I Got A Crush On Gravel
The top-tier Presidential candidates are already boring me. As is the current news cycle; an endless loop of Paris “Ho” Hilton and the Immigration “if you aren’t for this scam, you are a bigot” Shamnesty debacle. At last, I found something, rather someone, to cure my malaise.
I have a crush on Gravel. Senator Mike Gravel, who is a Democrat Presidential Candidate, much to even their chagrin. I like him! This could be because I see myself turning into him when I’m dreadfully old, horrendously crotchety and hating the entire World. Except without the penis. Oh yeah, and without the bat shit crazy part. *fingers crossed*
In any event, I am loving this guy and not just for the humour aspect of his absolutely brilliant, Andy Kaufman-esque campaign ad, featured in the YouTube clip above, alone. Which ad, by the way, Hottie Gravel did attempt to explain on some Sunday talk shows, muttering some inanity (or insanity. Either works for him) about metaphors and crap. Whatever. Just keep being completely bonkers and a curmudgeon. That’s all I care about. I don’t want explanations. You’ll ruin the moment.
Ass kicking ads aside, he also does truly rock in the debates, uttering the best one-liners EVER and he appears to be constantly pissed off, which, again, is like looking in the mirror. I already declared him the winner, with Kucinich a close second, of the first Democrat Presidential Debate on MSNBC. Speaking of which, I’ve heard tell that Nader and Kucinich are raging that Gravel is so clearly upstaging them and stealing their whack job thunder. Another reason to love him.
I am now declaring him the winner as well for the second debate on CNN. Wolfie Blitzer asked for a show of hands in support of English as the official language. Obama objected “It’s divisive!” Hillary shrieked something about “then we couldn’t have translators in hospitals or ballots in Spanish” (????) and the always irrelevant Dodd mumbled something about diversity. Gravel was the lone hand raiser and you could almost hear him grumpily muttering to himself “If I have to speak that damn English bullshit than so does everyone else. Screw them!” Later, Blitzer asked about there being room for President Bill Clinton in any future administrations and Gravel growled out “I’ll use him as a traveling goodwill ambassador. He can take his wife with him, she’ll still be in the Senate.” MEOW, Sir. Kudos!
Besides the humour, maybe we need a truly crazy bastard for a President. I, for one, think it is long over-due. He’d scare the bejeezus out of the little man from Iran (I can’t ever remember how to spell his name and I’m too lazy to google it. Plus, I refuse to give him even that much power over me.

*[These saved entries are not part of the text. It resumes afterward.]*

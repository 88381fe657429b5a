//! Plain-text rendering for the CLI.

use std::fmt::Write;

use phc_api::HealthStatus;
use phc_core::{AlertFeedEntry, Facility, TelecomAdvice, UnderservedResponse};

use crate::service::{Fetched, Origin};

/// One-line notice for data that did not come from a live fetch.
pub fn origin_notice<T>(fetched: &Fetched<T>) -> Option<String> {
    let source = match fetched.origin {
        Origin::Live => return None,
        Origin::Cached => "cached",
        Origin::Mock => "mock",
    };
    let reason = fetched
        .error
        .as_ref()
        .map(|e| e.message.as_str())
        .unwrap_or("unknown error");
    Some(format!("! showing {} data: {}", source, reason))
}

pub fn facilities(list: &[Facility]) -> String {
    let mut out = String::new();
    for f in list {
        let _ = writeln!(
            out,
            "{:<10} {:<28} {:<16} {:<6} shortage {}",
            f.id,
            f.display_name,
            f.local_government_area,
            f.alert_level,
            score(f.shortage_score),
        );
    }
    if list.is_empty() {
        out.push_str("No facilities\n");
    }
    out
}

pub fn underserved(response: &UnderservedResponse) -> String {
    let mut out = String::new();
    let _ = writeln!(
        out,
        "{} facilities, average underserved index {:.3}",
        response.count, response.summary.average_underserved_index
    );
    for (rank, row) in response.summary.top_underserved_facilities.iter().enumerate() {
        let _ = writeln!(
            out,
            "{:>2}. {:<28} {:.2}",
            rank + 1,
            row.display_name,
            row.underserved_index
        );
    }
    out
}

pub fn feed(entries: &[AlertFeedEntry]) -> String {
    let mut out = String::new();
    for e in entries {
        let marker = if e.simulated { "*" } else { " " };
        let level = e.level.map(|l| l.to_string()).unwrap_or_else(|| "-".to_string());
        let _ = writeln!(
            out,
            "{}{} [{}] {:<20} {:<6} {}: {} ({})",
            marker, e.timestamp, e.id, e.label, level, e.display_name, e.message, e.channel
        );
    }
    if entries.is_empty() {
        out.push_str("No alerts\n");
    }
    out
}

pub fn advice(list: &[TelecomAdvice]) -> String {
    let mut out = String::new();
    for a in list {
        let _ = writeln!(out, "{}: {}", a.facility_name, a.advice);
        if !a.network_quality.is_empty() {
            let _ = writeln!(out, "  network:  {}", a.network_quality);
        }
        if !a.recommended_provider.is_empty() {
            let _ = writeln!(out, "  provider: {}", a.recommended_provider);
        }
    }
    if list.is_empty() {
        out.push_str("No advice available\n");
    }
    out
}

pub fn health(status: &HealthStatus) -> String {
    if status.message.is_empty() {
        format!("{}\n", status.status)
    } else {
        format!("{}: {}\n", status.status, status.message)
    }
}

fn score(value: Option<f64>) -> String {
    value.map(|v| format!("{:.2}", v)).unwrap_or_else(|| "-".to_string())
}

Little man will suffice). He’d take one look at him and DRAG United Nation nuclear inspectors into Iran. No explanation besides “Allah, that Gravel is 3 tacos short of a combo” necessary. And, no, Senator Graham, a taco reference is not bigoted.
He also doesn’t seem to be all into that Global Warming religious cult thing. In his second campaign ad, he shows us all how to start a large fire and release carbon greenhouse gases needlessly and with vigor! Refreshing! Also refreshing…….he campaigns in DORM ROOMS. You think I must be kidding, right? Guess again! It just goes to show how well he knows his target constituency and which side his bread is buttered. Crazy like a fox! Guaranteed he brought some “party favors” with him as well. What’s not to love?
I’m off to dust off the video camera and film my own “I Got a Crush on Gravel” video. Later!